(TASK OBJECTIVE)
Print every record word for word.
───── EXERCISE INPUTS
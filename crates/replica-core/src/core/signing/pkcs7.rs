//! Detached PKCS#7 SignedData for JAR signature block files.

use cms::cert::{CertificateChoices, IssuerAndSerialNumber};
use cms::content_info::{CmsVersion, ContentInfo};
use cms::signed_data::{
    CertificateSet, EncapsulatedContentInfo, SignedData, SignerIdentifier, SignerInfo,
    SignerInfos,
};
use der::asn1::{Null, ObjectIdentifier, OctetString, SetOfVec};
use der::{Any, Decode, Encode};
use x509_cert::spki::AlgorithmIdentifierOwned;
use x509_cert::Certificate;

use super::keys::{SignatureAlgorithm, ID_SHA256};
use super::{Credential, SigningError};

const ID_DATA: ObjectIdentifier = ObjectIdentifier::new_unwrap("1.2.840.113549.1.7.1");
const ID_SIGNED_DATA: ObjectIdentifier = ObjectIdentifier::new_unwrap("1.2.840.113549.1.7.2");

/// Signs `content` and wraps the signature with the signer's certificate.
/// No signed attributes are emitted, so the signature covers `content` itself.
pub(crate) fn sign_detached(content: &[u8], credential: &Credential) -> Result<Vec<u8>, SigningError> {
    let certificate = Certificate::from_der(credential.certificate_der())?;
    let algorithm = credential.key().algorithm();
    let signature = credential.key().sign(content)?;

    let signature_params = match algorithm {
        SignatureAlgorithm::RsaPkcs1v15Sha256 => Some(Any::encode_from(&Null)?),
        SignatureAlgorithm::EcdsaSha256 => None,
    };
    let digest_algorithm = AlgorithmIdentifierOwned {
        oid: ID_SHA256,
        parameters: None,
    };
    let signer = SignerInfo {
        version: CmsVersion::V1,
        sid: SignerIdentifier::IssuerAndSerialNumber(IssuerAndSerialNumber {
            issuer: certificate.tbs_certificate.issuer.clone(),
            serial_number: certificate.tbs_certificate.serial_number.clone(),
        }),
        digest_alg: digest_algorithm.clone(),
        signed_attrs: None,
        signature_algorithm: AlgorithmIdentifierOwned {
            oid: algorithm.cms_oid(),
            parameters: signature_params,
        },
        signature: OctetString::new(signature)?,
        unsigned_attrs: None,
    };
    let signed_data = SignedData {
        version: CmsVersion::V1,
        digest_algorithms: SetOfVec::try_from(vec![digest_algorithm])?,
        encap_content_info: EncapsulatedContentInfo {
            econtent_type: ID_DATA,
            econtent: None,
        },
        certificates: Some(CertificateSet(SetOfVec::try_from(vec![
            CertificateChoices::Certificate(certificate),
        ])?)),
        crls: None,
        signer_infos: SignerInfos(SetOfVec::try_from(vec![signer])?),
    };
    let content_info = ContentInfo {
        content_type: ID_SIGNED_DATA,
        content: Any::encode_from(&signed_data)?,
    };
    Ok(content_info.to_der()?)
}

/// Checks a detached signature block against `content`. Returns the DER of
/// the signing certificate on success.
pub(crate) fn verify_detached(block: &[u8], content: &[u8]) -> Result<Vec<u8>, String> {
    let content_info =
        ContentInfo::from_der(block).map_err(|err| format!("signature block is not PKCS#7: {err}"))?;
    if content_info.content_type != ID_SIGNED_DATA {
        return Err("signature block does not hold SignedData".to_string());
    }
    let encoded = content_info
        .content
        .to_der()
        .map_err(|err| format!("signature block is not PKCS#7: {err}"))?;
    let signed_data =
        SignedData::from_der(&encoded).map_err(|err| format!("malformed SignedData: {err}"))?;
    let signer = signed_data
        .signer_infos
        .0
        .iter()
        .next()
        .ok_or_else(|| "signature block has no signer".to_string())?;
    if signer.signed_attrs.is_some() {
        return Err("signed attributes are not supported".to_string());
    }
    let SignerIdentifier::IssuerAndSerialNumber(sid) = &signer.sid else {
        return Err("signer is not identified by issuer and serial number".to_string());
    };
    let algorithm = SignatureAlgorithm::from_cms_oid(&signer.signature_algorithm.oid)
        .ok_or_else(|| format!("unsupported signature algorithm {}", signer.signature_algorithm.oid))?;

    let certificates = signed_data
        .certificates
        .as_ref()
        .ok_or_else(|| "signature block carries no certificate".to_string())?;
    let certificate = certificates
        .0
        .iter()
        .find_map(|choice| match choice {
            CertificateChoices::Certificate(cert)
                if cert.tbs_certificate.issuer == sid.issuer
                    && cert.tbs_certificate.serial_number == sid.serial_number =>
            {
                Some(cert)
            }
            _ => None,
        })
        .ok_or_else(|| "signer certificate is missing".to_string())?;
    let public_key = certificate
        .tbs_certificate
        .subject_public_key_info
        .to_der()
        .map_err(|err| format!("invalid certificate key: {err}"))?;
    algorithm.verify(&public_key, content, signer.signature.as_bytes())?;
    certificate
        .to_der()
        .map_err(|err| format!("invalid certificate: {err}"))
}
──────────
(ANSWER TO THIS PROBLEM)
filename crates/replica-core/src/core/signing/pkcs7.rs
//! Detached PKCS#7 SignedData for JAR signature block files.

use cms::cert::{CertificateChoices, IssuerAndSerialNumber};
use cms::content_info::{CmsVersion, ContentInfo};
use cms::signed_data::{
    CertificateSet, EncapsulatedContentInfo, SignedData, SignerIdentifier, SignerInfo,
    SignerInfos,
};
use der::asn1::{Null, ObjectIdentifier, OctetString, SetOfVec};
use der::{Any, Decode, Encode};
use x509_cert::spki::AlgorithmIdentifierOwned;
use x509_cert::Certificate;

use super::keys::{SignatureAlgorithm, ID_SHA256};
use super::{Credential, SigningError};

const ID_DATA: ObjectIdentifier = ObjectIdentifier::new_unwrap("1.2.840.113549.1.7.1");
const ID_SIGNED_DATA: ObjectIdentifier = ObjectIdentifier::new_unwrap("1.2.840.113549.1.7.2");

/// Signs `content` and wraps the signature with the signer's certificate.
/// No signed attributes are emitted, so the signature covers `content` itself.
pub(crate) fn sign_detached(content: &[u8], credential: &Credential) -> Result<Vec<u8>, SigningError> {
    let certificate = Certificate::from_der(credential.certificate_der())?;
    let algorithm = credential.key().algorithm();
    let signature = credential.key().sign(content)?;

    let signature_params = match algorithm {
        SignatureAlgorithm::RsaPkcs1v15Sha256 => Some(Any::encode_from(&Null)?),
        SignatureAlgorithm::EcdsaSha256 => None,
    };
    let digest_algorithm = AlgorithmIdentifierOwned {
        oid: ID_SHA256,
        parameters: None,
    };
    let signer = SignerInfo {
        version: CmsVersion::V1,
        sid: SignerIdentifier::IssuerAndSerialNumber(IssuerAndSerialNumber {
            issuer: certificate.tbs_certificate.issuer.clone(),
            serial_number: certificate.tbs_certificate.serial_number.clone(),
        }),
        digest_alg: digest_algorithm.clone(),
        signed_attrs: None,
        signature_algorithm: AlgorithmIdentifierOwned {
            oid: algorithm.cms_oid(),
            parameters: signature_params,
        },
        signature: OctetString::new(signature)?,
        unsigned_attrs: None,
    };
    let signed_data = SignedData {
        version: CmsVersion::V1,
        digest_algorithms: SetOfVec::try_from(vec![digest_algorithm])?,
        encap_content_info: EncapsulatedContentInfo {
            econtent_type: ID_DATA,
            econtent: None,
        },
        certificates: Some(CertificateSet(SetOfVec::try_from(vec![
            CertificateChoices::Certificate(certificate),
        ])?)),
        crls: None,
        signer_infos: SignerInfos(SetOfVec::try_from(vec![signer])?),
    };
    let content_info = ContentInfo {
        content_type: ID_SIGNED_DATA,
        content: Any::encode_from(&signed_data)?,
    };
    Ok(content_info.to_der()?)
}

/// Checks a detached signature block against `content`. Returns the DER of
/// the signing certificate on success.
pub(crate) fn verify_detached(block: &[u8], content: &[u8]) -> Result<Vec<u8>, String> {
    let content_info =
        ContentInfo::from_der(block).map_err(|err| format!("signature block is not PKCS#7: {err}"))?;
    if content_info.content_type != ID_SIGNED_DATA {
        return Err("signature block does not hold SignedData".to_string());
    }
    let encoded = content_info
        .content
        .to_der()
        .map_err(|err| format!("signature block is not PKCS#7: {err}"))?;
    let signed_data =
        SignedData::from_der(&encoded).map_err(|err| format!("malformed SignedData: {err}"))?;
    let signer = signed_data
        .signer_infos
        .0
        .iter()
        .next()
        .ok_or_else(|| "signature block has no signer".to_string())?;
    if signer.signed_attrs.is_some() {
        return Err("signed attributes are not supported".to_string());
    }
    let SignerIdentifier::IssuerAndSerialNumber(sid) = &signer.sid else {
        return Err("signer is not identified by issuer and serial number".to_string());
    };
    let algorithm = SignatureAlgorithm::from_cms_oid(&signer.signature_algorithm.oid)
        .ok_or_else(|| format!("unsupported signature algorithm {}", signer.signature_algorithm.oid))?;

    let certificates = signed_data
        .certificates
        .as_ref()
        .ok_or_else(|| "signature block carries no certificate".to_string())?;
    let certificate = certificates
        .0
        .iter()
        .find_map(|choice| match choice {
            CertificateChoices::Certificate(cert)
                if cert.tbs_certificate.issuer == sid.issuer
                    && cert.tbs_certificate.serial_number == sid.serial_number =>
            {
                Some(cert)
            }
            _ => None,
        })
        .ok_or_else(|| "signer certificate is missing".to_string())?;
    let public_key = certificate
        .tbs_certificate
        .subject_public_key_info
        .to_der()
        .map_err(|err| format!("invalid certificate key: {err}"))?;
    algorithm.verify(&public_key, content, signer.signature.as_bytes())?;
    certificate
        .to_der()
        .map_err(|err| format!("invalid certificate: {err}"))
}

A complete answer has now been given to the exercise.